[[ Data section, beginning ]]

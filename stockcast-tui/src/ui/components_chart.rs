//! Components chart: trend over the forecast range, then one cycle of each
//! fitted seasonality, stacked vertically.

use ratatui::layout::{Constraint, Direction, Layout, Rect};
use ratatui::style::Style;
use ratatui::symbols;
use ratatui::text::Span;
use ratatui::widgets::{Axis, Block, Borders, Chart, Dataset, GraphType};
use ratatui::Frame;

use stockcast_core::forecast::ForecastComponents;

use super::{day_x, padded_bounds};
use crate::theme;

pub fn render(f: &mut Frame, area: Rect, components: &ForecastComponents) {
    let n = components.panel_count() as u32;
    let rows = Layout::default()
        .direction(Direction::Vertical)
        .constraints((0..n).map(|_| Constraint::Ratio(1, n)).collect::<Vec<_>>())
        .split(area);

    let mut slot = rows.iter();

    if let (Some(area), Some((origin, _)), Some((last, _))) =
        (slot.next(), components.trend.first(), components.trend.last())
    {
        let data: Vec<(f64, f64)> = components
            .trend
            .iter()
            .map(|(d, v)| (day_x(*d, *origin), *v))
            .collect();
        let labels = [origin.to_string(), last.to_string()];
        panel(f, *area, "trend", &data, &labels);
    }

    if let (Some(weekly), Some(area)) = (&components.weekly, slot.next()) {
        let data: Vec<(f64, f64)> = weekly
            .iter()
            .enumerate()
            .map(|(i, w)| (i as f64, w.value))
            .collect();
        let labels: Vec<String> = weekly.iter().map(|w| w.weekday.clone()).collect();
        panel(f, *area, "weekly", &data, &labels);
    }

    if let (Some(yearly), Some(area)) = (&components.yearly, slot.next()) {
        let data: Vec<(f64, f64)> = yearly
            .iter()
            .map(|y| (f64::from(y.day_of_year), y.value))
            .collect();
        let labels = ["Jan", "Apr", "Jul", "Oct", "Dec"].map(String::from);
        panel(f, *area, "yearly", &data, &labels);
    }
}

fn panel(f: &mut Frame, area: Rect, name: &str, data: &[(f64, f64)], x_labels: &[String]) {
    let x = match (data.first(), data.last()) {
        (Some(a), Some(b)) if b.0 > a.0 => [a.0, b.0],
        (Some(a), _) => [a.0, a.0 + 1.0],
        _ => [0.0, 1.0],
    };
    let y = padded_bounds(data.iter().map(|(_, v)| *v));

    let dataset = Dataset::default()
        .name(name.to_string())
        .marker(symbols::Marker::Braille)
        .graph_type(GraphType::Line)
        .style(Style::default().fg(theme::ACCENT))
        .data(data);

    let block = Block::default()
        .borders(Borders::ALL)
        .border_style(theme::muted())
        .title(format!(" {name} "))
        .title_style(theme::neutral());

    let chart = Chart::new(vec![dataset])
        .block(block)
        .x_axis(
            Axis::default()
                .style(theme::muted())
                .bounds(x)
                .labels(
                    x_labels
                        .iter()
                        .map(|l| Span::styled(l.clone(), theme::muted()))
                        .collect::<Vec<_>>(),
                ),
        )
        .y_axis(
            Axis::default()
                .style(theme::muted())
                .bounds(y)
                .labels(vec![
                    Span::styled(format!("{:.2}", y[0]), theme::muted()),
                    Span::styled(format!("{:.2}", y[1]), theme::muted()),
                ]),
        );
    f.render_widget(chart, area);
}
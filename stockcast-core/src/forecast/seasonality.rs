//! Fourier seasonal terms.

use chrono::NaiveDate;
use serde::{Deserialize, Serialize};
use std::f64::consts::PI;

use crate::config::ForecastConfig;

/// Span (days) of history needed before yearly seasonality is fitted.
pub const YEARLY_MIN_SPAN_DAYS: i64 = 730;
/// Span (days) of history needed before weekly seasonality is fitted.
pub const WEEKLY_MIN_SPAN_DAYS: i64 = 14;

/// Which periodic component a seasonality represents.
#[derive(Debug, Clone, Copy, PartialEq, Eq, Serialize, Deserialize)]
#[serde(rename_all = "snake_case")]
pub enum SeasonalityKind {
    Weekly,
    Yearly,
}

impl SeasonalityKind {
    pub fn name(self) -> &'static str {
        match self {
            SeasonalityKind::Weekly => "weekly",
            SeasonalityKind::Yearly => "yearly",
        }
    }

    pub fn period_days(self) -> f64 {
        match self {
            SeasonalityKind::Weekly => 7.0,
            SeasonalityKind::Yearly => 365.25,
        }
    }
}

/// A seasonal component expanded into `2 * order` sine/cosine columns.
#[derive(Debug, Clone, Copy, PartialEq, Serialize, Deserialize)]
pub struct Seasonality {
    pub kind: SeasonalityKind,
    pub order: usize,
}

impl Seasonality {
    pub fn width(&self) -> usize {
        2 * self.order
    }

    /// Append this seasonality's feature values for `date` to `out`.
    pub fn push_features(&self, date: NaiveDate, out: &mut Vec<f64>) {
        let t = days_since_epoch(date);
        let period = self.kind.period_days();
        for i in 1..=self.order {
            let x = 2.0 * PI * i as f64 * t / period;
            out.push(x.sin());
            out.push(x.cos());
        }
    }

    /// Seasonal contribution for `date` given this component's coefficients.
    pub fn evaluate(&self, date: NaiveDate, beta: &[f64]) -> f64 {
        debug_assert_eq!(beta.len(), self.width());
        let t = days_since_epoch(date);
        let period = self.kind.period_days();
        (1..=self.order)
            .map(|i| {
                let x = 2.0 * PI * i as f64 * t / period;
                beta[2 * (i - 1)] * x.sin() + beta[2 * (i - 1) + 1] * x.cos()
            })
            .sum()
    }
}

/// Seasonalities enabled for a history covering `span_days`.
pub fn auto_seasonalities(span_days: i64, config: &ForecastConfig) -> Vec<Seasonality> {
    let mut out = Vec::new();
    if span_days >= YEARLY_MIN_SPAN_DAYS && config.yearly_order > 0 {
        out.push(Seasonality {
            kind: SeasonalityKind::Yearly,
            order: config.yearly_order,
        });
    }
    if span_days >= WEEKLY_MIN_SPAN_DAYS && config.weekly_order > 0 {
        out.push(Seasonality {
            kind: SeasonalityKind::Weekly,
            order: config.weekly_order,
        });
    }
    out
}

fn days_since_epoch(date: NaiveDate) -> f64 {
    (date - NaiveDate::default()).num_days() as f64
}

#[cfg(test)]
mod tests {
    use super::*;

    fn d(y: i32, m: u32, day: u32) -> NaiveDate {
        NaiveDate::from_ymd_opt(y, m, day).unwrap()
    }

    #[test]
    fn weekly_features_repeat_every_seven_days() {
        let s = Seasonality {
            kind: SeasonalityKind::Weekly,
            order: 3,
        };
        let mut a = Vec::new();
        let mut b = Vec::new();
        s.push_features(d(2024, 3, 4), &mut a);
        s.push_features(d(2024, 3, 11), &mut b);
        assert_eq!(a.len(), 6);
        for (x, y) in a.iter().zip(&b) {
            assert!((x - y).abs() < 1e-9);
        }
    }

    #[test]
    fn evaluate_matches_features_dot_beta() {
        let s = Seasonality {
            kind: SeasonalityKind::Yearly,
            order: 2,
        };
        let beta = [0.5, -1.0, 0.25, 2.0];
        let date = d(2020, 7, 15);
        let mut f = Vec::new();
        s.push_features(date, &mut f);
        let dot: f64 = f.iter().zip(beta.iter()).map(|(a, b)| a * b).sum();
        assert!((s.evaluate(date, &beta) - dot).abs() < 1e-12);
    }

    #[test]
    fn auto_enables_by_span() {
        let cfg = ForecastConfig::default();
        assert!(auto_seasonalities(10, &cfg).is_empty());
        let short = auto_seasonalities(100, &cfg);
        assert_eq!(short.len(), 1);
        assert_eq!(short[0].kind, SeasonalityKind::Weekly);
        let long = auto_seasonalities(3000, &cfg);
        assert_eq!(long.len(), 2);
        assert_eq!(long[0].kind, SeasonalityKind::Yearly);
        assert_eq!(long[0].order, 10);
    }
}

[[ Data section, end ]]

Task instructions: The required result is a verbatim copy of all the entries.

Response to the exercise:
filename stockcast-tui/src/ui/components_chart.rs
//! Components chart: trend over the forecast range, then one cycle of each
//! fitted seasonality, stacked vertically.

use ratatui::layout::{Constraint, Direction, Layout, Rect};
use ratatui::style::Style;
use ratatui::symbols;
use ratatui::text::Span;
use ratatui::widgets::{Axis, Block, Borders, Chart, Dataset, GraphType};
use ratatui::Frame;

use stockcast_core::forecast::ForecastComponents;

use super::{day_x, padded_bounds};
use crate::theme;

pub fn render(f: &mut Frame, area: Rect, components: &ForecastComponents) {
    let n = components.panel_count() as u32;
    let rows = Layout::default()
        .direction(Direction::Vertical)
        .constraints((0..n).map(|_| Constraint::Ratio(1, n)).collect::<Vec<_>>())
        .split(area);

    let mut slot = rows.iter();

    if let (Some(area), Some((origin, _)), Some((last, _))) =
        (slot.next(), components.trend.first(), components.trend.last())
    {
        let data: Vec<(f64, f64)> = components
            .trend
            .iter()
            .map(|(d, v)| (day_x(*d, *origin), *v))
            .collect();
        let labels = [origin.to_string(), last.to_string()];
        panel(f, *area, "trend", &data, &labels);
    }

    if let (Some(weekly), Some(area)) = (&components.weekly, slot.next()) {
        let data: Vec<(f64, f64)> = weekly
            .iter()
            .enumerate()
            .map(|(i, w)| (i as f64, w.value))
            .collect();
        let labels: Vec<String> = weekly.iter().map(|w| w.weekday.clone()).collect();
        panel(f, *area, "weekly", &data, &labels);
    }

    if let (Some(yearly), Some(area)) = (&components.yearly, slot.next()) {
        let data: Vec<(f64, f64)> = yearly
            .iter()
            .map(|y| (f64::from(y.day_of_year), y.value))
            .collect();
        let labels = ["Jan", "Apr", "Jul", "Oct", "Dec"].map(String::from);
        panel(f, *area, "yearly", &data, &labels);
    }
}

fn panel(f: &mut Frame, area: Rect, name: &str, data: &[(f64, f64)], x_labels: &[String]) {
    let x = match (data.first(), data.last()) {
        (Some(a), Some(b)) if b.0 > a.0 => [a.0, b.0],
        (Some(a), _) => [a.0, a.0 + 1.0],
        _ => [0.0, 1.0],
    };
    let y = padded_bounds(data.iter().map(|(_, v)| *v));

    let dataset = Dataset::default()
        .name(name.to_string())
        .marker(symbols::Marker::Braille)
        .graph_type(GraphType::Line)
        .style(Style::default().fg(theme::ACCENT))
        .data(data);

    let block = Block::default()
        .borders(Borders::ALL)
        .border_style(theme::muted())
        .title(format!(" {name} "))
        .title_style(theme::neutral());

    let chart = Chart::new(vec![dataset])
        .block(block)
        .x_axis(
            Axis::default()
                .style(theme::muted())
                .bounds(x)
                .labels(
                    x_labels
                        .iter()
                        .map(|l| Span::styled(l.clone(), theme::muted()))
                        .collect::<Vec<_>>(),
                ),
        )
        .y_axis(
            Axis::default()
                .style(theme::muted())
                .bounds(y)
                .labels(vec![
                    Span::styled(format!("{:.2}", y[0]), theme::muted()),
                    Span::styled(format!("{:.2}", y[1]), theme::muted()),
                ]),
        );
    f.render_widget(chart, area);
}
filename stockcast-core/src/forecast/seasonality.rs
//! Fourier seasonal terms.

use chrono::NaiveDate;
use serde::{Deserialize, Serialize};
use std::f64::consts::PI;

use crate::config::ForecastConfig;

/// Span (days) of history needed before yearly seasonality is fitted.
pub const YEARLY_MIN_SPAN_DAYS: i64 = 730;
/// Span (days) of history needed before weekly seasonality is fitted.
pub const WEEKLY_MIN_SPAN_DAYS: i64 = 14;

/// Which periodic component a seasonality represents.
#[derive(Debug, Clone, Copy, PartialEq, Eq, Serialize, Deserialize)]
#[serde(rename_all = "snake_case")]
pub enum SeasonalityKind {
    Weekly,
    Yearly,
}

impl SeasonalityKind {
    pub fn name(self) -> &'static str {
        match self {
            SeasonalityKind::Weekly => "weekly",
            SeasonalityKind::Yearly => "yearly",
        }
    }

    pub fn period_days(self) -> f64 {
        match self {
            SeasonalityKind::Weekly => 7.0,
            SeasonalityKind::Yearly => 365.25,
        }
    }
}

/// A seasonal component expanded into `2 * order` sine/cosine columns.
#[derive(Debug, Clone, Copy, PartialEq, Serialize, Deserialize)]
pub struct Seasonality {
    pub kind: SeasonalityKind,
    pub order: usize,
}

impl Seasonality {
    pub fn width(&self) -> usize {
        2 * self.order
    }

    /// Append this seasonality's feature values for `date` to `out`.
    pub fn push_features(&self, date: NaiveDate, out: &mut Vec<f64>) {
        let t = days_since_epoch(date);
        let period = self.kind.period_days();
        for i in 1..=self.order {
            let x = 2.0 * PI * i as f64 * t / period;
            out.push(x.sin());
            out.push(x.cos());
        }
    }

    /// Seasonal contribution for `date` given this component's coefficients.
    pub fn evaluate(&self, date: NaiveDate, beta: &[f64]) -> f64 {
        debug_assert_eq!(beta.len(), self.width());
        let t = days_since_epoch(date);
        let period = self.kind.period_days();
        (1..=self.order)
            .map(|i| {
                let x = 2.0 * PI * i as f64 * t / period;
                beta[2 * (i - 1)] * x.sin() + beta[2 * (i - 1) + 1] * x.cos()
            })
            .sum()
    }
}

/// Seasonalities enabled for a history covering `span_days`.
pub fn auto_seasonalities(span_days: i64, config: &ForecastConfig) -> Vec<Seasonality> {
    let mut out = Vec::new();
    if span_days >= YEARLY_MIN_SPAN_DAYS && config.yearly_order > 0 {
        out.push(Seasonality {
            kind: SeasonalityKind::Yearly,
            order: config.yearly_order,
        });
    }
    if span_days >= WEEKLY_MIN_SPAN_DAYS && config.weekly_order > 0 {
        out.push(Seasonality {
            kind: SeasonalityKind::Weekly,
            order: config.weekly_order,
        });
    }
    out
}

fn days_since_epoch(date: NaiveDate) -> f64 {
    (date - NaiveDate::default()).num_days() as f64
}

#[cfg(test)]
mod tests {
    use super::*;

    fn d(y: i32, m: u32, day: u32) -> NaiveDate {
        NaiveDate::from_ymd_opt(y, m, day).unwrap()
    }

    #[test]
    fn weekly_features_repeat_every_seven_days() {
        let s = Seasonality {
            kind: SeasonalityKind::Weekly,
            order: 3,
        };
        let mut a = Vec::new();
        let mut b = Vec::new();
        s.push_features(d(2024, 3, 4), &mut a);
        s.push_features(d(2024, 3, 11), &mut b);
        assert_eq!(a.len(), 6);
        for (x, y) in a.iter().zip(&b) {
            assert!((x - y).abs() < 1e-9);
        }
    }

    #[test]
    fn evaluate_matches_features_dot_beta() {
        let s = Seasonality {
            kind: SeasonalityKind::Yearly,
            order: 2,
        };
        let beta = [0.5, -1.0, 0.25, 2.0];
        let date = d(2020, 7, 15);
        let mut f = Vec::new();
        s.push_features(date, &mut f);
        let dot: f64 = f.iter().zip(beta.iter()).map(|(a, b)| a * b).sum();
        assert!((s.evaluate(date, &beta) - dot).abs() < 1e-12);
    }

    #[test]
    fn auto_enables_by_span() {
        let cfg = ForecastConfig::default();
        assert!(auto_seasonalities(10, &cfg).is_empty());
        let short = auto_seasonalities(100, &cfg);
        assert_eq!(short.len(), 1);
        assert_eq!(short[0].kind, SeasonalityKind::Weekly);
        let long = auto_seasonalities(3000, &cfg);
        assert_eq!(long.len(), 2);
        assert_eq!(long[0].kind, SeasonalityKind::Yearly);
        assert_eq!(long[0].order, 10);
    }
}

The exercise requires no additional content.